Aileen: Life and Death of a Serial Killer

Ebert Thumbs Up

"Aileen: Life and Death of a Serial Killer" is a documentary by Nick Broomfield, the guerrilla filmmaker who works with a crew of one (cinematographer and co-director Joan Churchill) and structures his films into the stories of how he made them. He met Aileen, invariably described as "America's first female serial killer," soon after her original arrest, and made the 1992 documentary "Aileen Wuornos: The Selling of a Serial Killer" about the media zoo and bidding war that surrounded her sudden notoriety. Florida police were fired after it was disclosed they were negotiating for a Hollywood deal, and Aileen, meanwhile, was represented by "Dr. Legal," a bearded, pot-smoking ex-hippie who was incompetent and clueless. She saw his ad on late-night TV. She couldn't pay him, but he figured he could cash in, too.

As Wuornos' often-delayed execution date inexorably closed in, Broomfield returned to the story for this film, made in 2002. He had become friendly, if that is the word, with Aileen, and indeed she gave him her last interview. He also interviewed many people instrumental in her life, including childhood friends, former sexual partners and even her long-lost mother. The portrait he builds of her life is one of cruel suffering and mistreatment. This was a young woman who hitchhiked to Florida when she was 13 because she was tired of sleeping in the rough, and who became a roadside prostitute because, really, what else was open to her? Social services? Invisible, in her case.

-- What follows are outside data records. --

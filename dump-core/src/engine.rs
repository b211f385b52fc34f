use dump_common::{DumpError, DumpResult, MatchSet, NoData};
use tracing::{info, instrument, warn};

use crate::catalog::CatalogAdapter;
use crate::catalog::mysql_dialect::{backup_parameters_lines, restore_parameters_lines, view_stub_ddl};
use crate::hook::{self, RowHook};
use crate::session::DumpSession;
use crate::typing::ColumnDescriptor;
use crate::value::{encode_cell, quote_string};

/// Orchestrates the staged pipeline (§4.5): connect (already done by the
/// time a session exists) → enumerate → emit schema → emit data → restore.
/// Stateless — every stage reads and mutates the session passed to it.
pub struct DumpEngine;

impl DumpEngine {
    /// Runs a complete dump to conclusion on `session`, consuming it. Any
    /// unexpected server reply or sink write failure aborts immediately;
    /// no partial recovery is attempted (§4.5, §7). The sink is always
    /// given a chance to close, even on an aborted run — §5: "the sink is
    /// closed best-effort" — since `close()` may itself have work to do
    /// (e.g. a footer or checksum a future `Sink` implementation writes),
    /// not merely whatever a `Drop` impl happens to flush.
    #[instrument(skip(session, hook))]
    pub fn run<C: CatalogAdapter>(
        mut session: DumpSession<C>,
        mut hook: Option<RowHook>,
    ) -> DumpResult<()> {
        let _guard = session.span().clone().entered();
        session.sink.open()?;

        let stages_result = Self::run_stages(&mut session, &mut hook);
        let close_result = session.sink.close();

        match stages_result {
            Ok(()) => close_result,
            Err(err) => {
                if let Err(close_err) = close_result {
                    warn!(error = %close_err, "sink close failed while aborting dump after an earlier error");
                }
                Err(err)
            }
        }
    }

    fn run_stages<C: CatalogAdapter>(
        session: &mut DumpSession<C>,
        hook: &mut Option<RowHook>,
    ) -> DumpResult<()> {
        Self::preamble(session)?;
        if session.opts.databases {
            Self::database_wrapper(session)?;
        }

        let (tables, views) = Self::enumerate(session)?;

        if session.opts.single_transaction {
            session.catalog.execute("SET SESSION TRANSACTION ISOLATION LEVEL REPEATABLE READ")?;
            session
                .catalog
                .execute("START TRANSACTION /*!40100 WITH CONSISTENT SNAPSHOT */")?;
        }

        for table in &tables {
            Self::emit_table(session, table, hook.as_mut())?;
        }

        if session.opts.single_transaction {
            session.catalog.execute("COMMIT")?;
        }

        if !session.opts.skip_triggers && !session.opts.no_create_info {
            for trigger in session.objects.triggers.clone() {
                let ddl = session.catalog.create_trigger_ddl(&trigger, &session.opts)?;
                session.sink.write_str(&ddl)?;
            }
        }

        if !session.opts.no_create_info {
            for view in &views {
                let columns = session.columns_of(view)?;
                let stub = view_stub_ddl(view, &columns);
                session.sink.write_str(&stub)?;
            }
            for view in &views {
                session.sink.write_str(&format!("DROP TABLE IF EXISTS `{view}`;\n"))?;
                let ddl = session.catalog.create_view_ddl(view, &session.opts)?;
                session.sink.write_str(&ddl)?;
            }
        }

        if session.opts.routines && !session.opts.no_create_info {
            for procedure in session.objects.procedures.clone() {
                let ddl = session.catalog.create_procedure_ddl(&procedure, &session.opts)?;
                session.sink.write_str(&ddl)?;
            }
        }

        if session.opts.events && !session.opts.no_create_info {
            for event in session.objects.events.clone() {
                let ddl = session.catalog.create_event_ddl(&event, &session.opts)?;
                session.sink.write_str(&ddl)?;
            }
        }

        Self::postamble(session)
    }

    #[instrument(skip(session))]
    fn preamble<C: CatalogAdapter>(session: &mut DumpSession<C>) -> DumpResult<()> {
        if !session.opts.skip_comments {
            let version = session.catalog.server_version()?;
            let host = session.host.clone().unwrap_or_default();
            session
                .sink
                .write_str(&format!("-- Host: {host}    Database: {}\n", session.database))?;
            session.sink.write_str("-- ------------------------------------------------------\n")?;
            session.sink.write_str(&format!("-- Server version\t{version}\n"))?;
        }
        let lines = backup_parameters_lines(&session.opts);
        for line in lines {
            session.sink.write_str(&line)?;
            session.sink.write_str("\n")?;
            session.catalog.execute(line.trim_end_matches(';'))?;
        }
        let init_commands = session.opts.init_commands.clone();
        for command in init_commands {
            session.catalog.execute(&command)?;
        }
        info!("preamble written");
        Ok(())
    }

    #[instrument(skip(session))]
    fn database_wrapper<C: CatalogAdapter>(session: &mut DumpSession<C>) -> DumpResult<()> {
        let charset = session
            .catalog
            .server_variable("character_set_database")?
            .unwrap_or_else(|| "utf8mb4".to_string());
        let collation = session
            .catalog
            .server_variable("collation_database")?
            .unwrap_or_else(|| "utf8mb4_general_ci".to_string());
        if session.opts.add_drop_database {
            session
                .sink
                .write_str(&format!("DROP DATABASE IF EXISTS `{}`;\n", session.database))?;
        }
        session.sink.write_str(&format!(
            "CREATE DATABASE IF NOT EXISTS `{}` /*!40100 DEFAULT CHARACTER SET {} COLLATE {} */;\n",
            session.database, charset, collation
        ))?;
        session.sink.write_str(&format!("USE `{}`;\n", session.database))?;
        Ok(())
    }

    /// Enumerates object names, filters tables/views through their
    /// include/exclude sets (§4.4), and fails with `ConfigError` if any
    /// literal `include-tables`/`include-views` entry went unmatched
    /// (§3, §4.5 stage 6). Triggers/procedures/events have no name
    /// filter — only the enable/disable toggles applied at enumeration.
    #[instrument(skip(session))]
    fn enumerate<C: CatalogAdapter>(
        session: &mut DumpSession<C>,
    ) -> DumpResult<(Vec<String>, Vec<String>)> {
        session.objects.tables = session.catalog.list_tables()?;
        session.objects.views = session.catalog.list_views()?;
        session.objects.triggers = if session.opts.skip_triggers {
            Vec::new()
        } else {
            session.catalog.list_triggers()?
        };
        session.objects.procedures = if session.opts.routines {
            session.catalog.list_procedures()?
        } else {
            Vec::new()
        };
        session.objects.events = if session.opts.events {
            session.catalog.list_events()?
        } else {
            Vec::new()
        };

        let mut table_match = MatchSet::new(
            session.opts.include_tables.clone(),
            session.opts.exclude_tables.clone(),
        );
        let tables: Vec<String> = session
            .objects
            .tables
            .iter()
            .filter(|t| table_match.retain(t))
            .cloned()
            .collect();

        let mut view_match = MatchSet::new(
            session.opts.effective_include_views().clone(),
            session.opts.exclude_tables.clone(),
        );
        let views: Vec<String> = session
            .objects
            .views
            .iter()
            .filter(|v| view_match.retain(v))
            .cloned()
            .collect();

        let mut unresolved: Vec<String> = table_match
            .include
            .unseen_literals()
            .into_iter()
            .chain(view_match.include.unseen_literals())
            .map(str::to_string)
            .collect();
        unresolved.sort();
        unresolved.dedup();
        if !unresolved.is_empty() {
            return Err(DumpError::Config(format!(
                "requested name(s) not found in catalog: {}",
                unresolved.join(", ")
            )));
        }

        info!(
            tables = tables.len(),
            views = views.len(),
            triggers = session.objects.triggers.len(),
            procedures = session.objects.procedures.len(),
            events = session.objects.events.len(),
            "enumeration complete"
        );
        Ok((tables, views))
    }

    #[instrument(skip(session, hook))]
    fn emit_table<C: CatalogAdapter>(
        session: &mut DumpSession<C>,
        table: &str,
        mut hook: Option<&mut RowHook>,
    ) -> DumpResult<()> {
        let columns = session.columns_of(table)?;

        if session.opts.add_drop_table {
            session.sink.write_str(&format!("DROP TABLE IF EXISTS `{table}`;\n"))?;
        }
        if !session.opts.no_create_info {
            let ddl = session.catalog.create_table_ddl(table, &session.opts)?;
            session.sink.write_str(&ddl)?;
        }

        if Self::skips_data(&mut session.opts.no_data, table) {
            return Ok(());
        }

        Self::row_emit_loop(session, table, &columns, hook.as_deref_mut())
    }

    fn skips_data(no_data: &mut NoData, table: &str) -> bool {
        match no_data {
            NoData::None => false,
            NoData::All => true,
            NoData::Tables(list) => list.matches(table),
        }
    }

    #[instrument(skip(session, columns, hook))]
    fn row_emit_loop<C: CatalogAdapter>(
        session: &mut DumpSession<C>,
        table: &str,
        columns: &[ColumnDescriptor],
        mut hook: Option<&mut RowHook>,
    ) -> DumpResult<()> {
        let opts = &session.opts;
        let projected: Vec<&ColumnDescriptor> = columns.iter().filter(|c| !c.is_virtual).collect();
        let has_virtual = projected.len() != columns.len();
        let complete_insert = opts.complete_insert || has_virtual;

        let projection = columns
            .iter()
            .filter(|c| !c.is_virtual)
            .map(|c| {
                if opts.hex_blob && c.is_blob {
                    if c.type_keyword == "bit" {
                        format!("LPAD(HEX(`{}`),2,'0') AS `{}`", c.name, c.name)
                    } else {
                        format!("HEX(`{}`) AS `{}`", c.name, c.name)
                    }
                } else {
                    format!("`{}`", c.name)
                }
            })
            .collect::<Vec<_>>()
            .join(", ");

        let mut sql = format!("SELECT {projection} FROM `{table}`");
        if !opts.where_clause.is_empty() {
            sql.push_str(&format!(" WHERE {}", opts.where_clause));
        } else if let Some(spec) = opts.keep_data.get(table) {
            let rows = spec
                .rows
                .iter()
                .map(|r| quote_string(r.as_bytes()))
                .collect::<Vec<_>>()
                .join(", ");
            sql.push_str(&format!(" WHERE `{}` IN ({rows})", spec.column));
        }

        if !opts.skip_comments {
            session.sink.write_str(&format!("--\n-- Dumping data for table `{table}`\n--\n"))?;
        }

        if opts.lock_tables {
            session.catalog.execute(&format!("LOCK TABLES `{table}` READ LOCAL"))?;
        }
        if opts.add_locks {
            session.sink.write_str(&format!("LOCK TABLES `{table}` WRITE;\n"))?;
        }
        if opts.disable_keys {
            session.sink.write_str(&format!("/*!40000 ALTER TABLE `{table}` DISABLE KEYS */;\n"))?;
        }
        if opts.no_autocommit {
            session.sink.write_str("SET autocommit=0;\n")?;
        }

        let insert_verb = if opts.insert_ignore { "INSERT IGNORE" } else { "INSERT" };
        let column_names = if complete_insert {
            format!(
                " ({})",
                projected.iter().map(|c| format!("`{}`", c.name)).collect::<Vec<_>>().join(",")
            )
        } else {
            String::new()
        };

        let mut line_size: usize = 0;
        let mut first_in_batch = true;
        let mut rows_seen: u64 = 0;
        let mut bytes_seen: u64 = 0;

        session.catalog.select_rows(&sql, &mut |row| {
            let mut tuple = String::with_capacity(32);
            tuple.push('(');
            for (i, (value, descriptor)) in row.into_iter().zip(projected.iter().copied()).enumerate() {
                if i > 0 {
                    tuple.push(',');
                }
                let value = hook::apply(hook.as_deref_mut(), table, &descriptor.name, value, &[]);
                tuple.push_str(&encode_cell(&value, descriptor, opts));
            }
            tuple.push(')');

            let chunk = if first_in_batch || !opts.extended_insert {
                let header = format!("{insert_verb} INTO `{table}`{column_names} VALUES {tuple}");
                first_in_batch = false;
                header
            } else {
                format!(",{tuple}")
            };

            session.sink.write_str(&chunk)?;
            line_size += chunk.len();
            rows_seen += 1;
            bytes_seen += chunk.len() as u64;

            if line_size as u64 > opts.net_buffer_length as u64 || !opts.extended_insert {
                session.sink.write_str(";\n")?;
                line_size = 0;
                first_in_batch = true;
            }
            Ok(())
        })?;

        if !first_in_batch {
            session.sink.write_str(";\n")?;
        }
        session.record_rows(rows_seen, bytes_seen);

        if opts.disable_keys {
            session.sink.write_str(&format!("/*!40000 ALTER TABLE `{table}` ENABLE KEYS */;\n"))?;
        }
        if opts.add_locks {
            session.sink.write_str("UNLOCK TABLES;\n")?;
        }
        if opts.lock_tables {
            session.catalog.execute("UNLOCK TABLES")?;
        }
        if opts.no_autocommit {
            session.sink.write_str("COMMIT;\n")?;
        }
        session.sink.write_str("\n")?;

        Ok(())
    }

    #[instrument(skip(session))]
    fn postamble<C: CatalogAdapter>(session: &mut DumpSession<C>) -> DumpResult<()> {
        for line in restore_parameters_lines(&session.opts) {
            session.sink.write_str(&line)?;
            session.sink.write_str("\n")?;
            session.catalog.execute(line.trim_end_matches(';'))?;
        }
        if !session.opts.skip_comments && !session.opts.skip_dump_date {
            session
                .sink
                .write_str(&format!("-- Dump completed on {}\n", chrono::Local::now().format("%Y-%m-%d %H:%M:%S")))?;
        }
        info!(rows = session.rows_written(), bytes = session.bytes_written(), "dump complete");
        Ok(())
    }
}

Wuornos herself is onscreen for much of the film. Charlize Theron has earned almost unanimous praise for her portrayal of Aileen in the current film "Monster," and her performance stands up to direct comparison with the real woman. There were times, indeed, when I perceived no significant difference between the woman in the documentary and the one in the feature film. Theron has internalized and empathized with Wuornos so successfully that to experience the real woman is only to understand more completely how remarkable Theron's performance is.

Wuornos talks and talks and talks to Broomfield. She confesses and recants. She says at one point that her original defense (she was raped and attacked by her victims, and shot them in self-defense) was a lie -- that she was in the "stealing biz" and killed them to cover her tracks. On another day she is likely to return to her original story. We hear her describing a man who tortured her with acid in a Visine bottle, and her vivid details make us feel we were there. Then she tells Broomfield she made it all up. What can we believe? Broomfield's theory is that after more than a decade on Death Row, Wuornos was insane, and that she used her last remaining shreds of reason to hasten the day of her execution. She said whatever she thought would speed her date with death.

Oh, yes, it's clear she was crazy on the day she died. She talks to Broomfield about secret signals and radio waves being beamed into her cell, about how the police knew she was the killer but let her keep on killing, because it would make a better story for them to sell, about how she would be beamed up "like on 'Star Trek'" to a spaceship waiting for her in earth orbit.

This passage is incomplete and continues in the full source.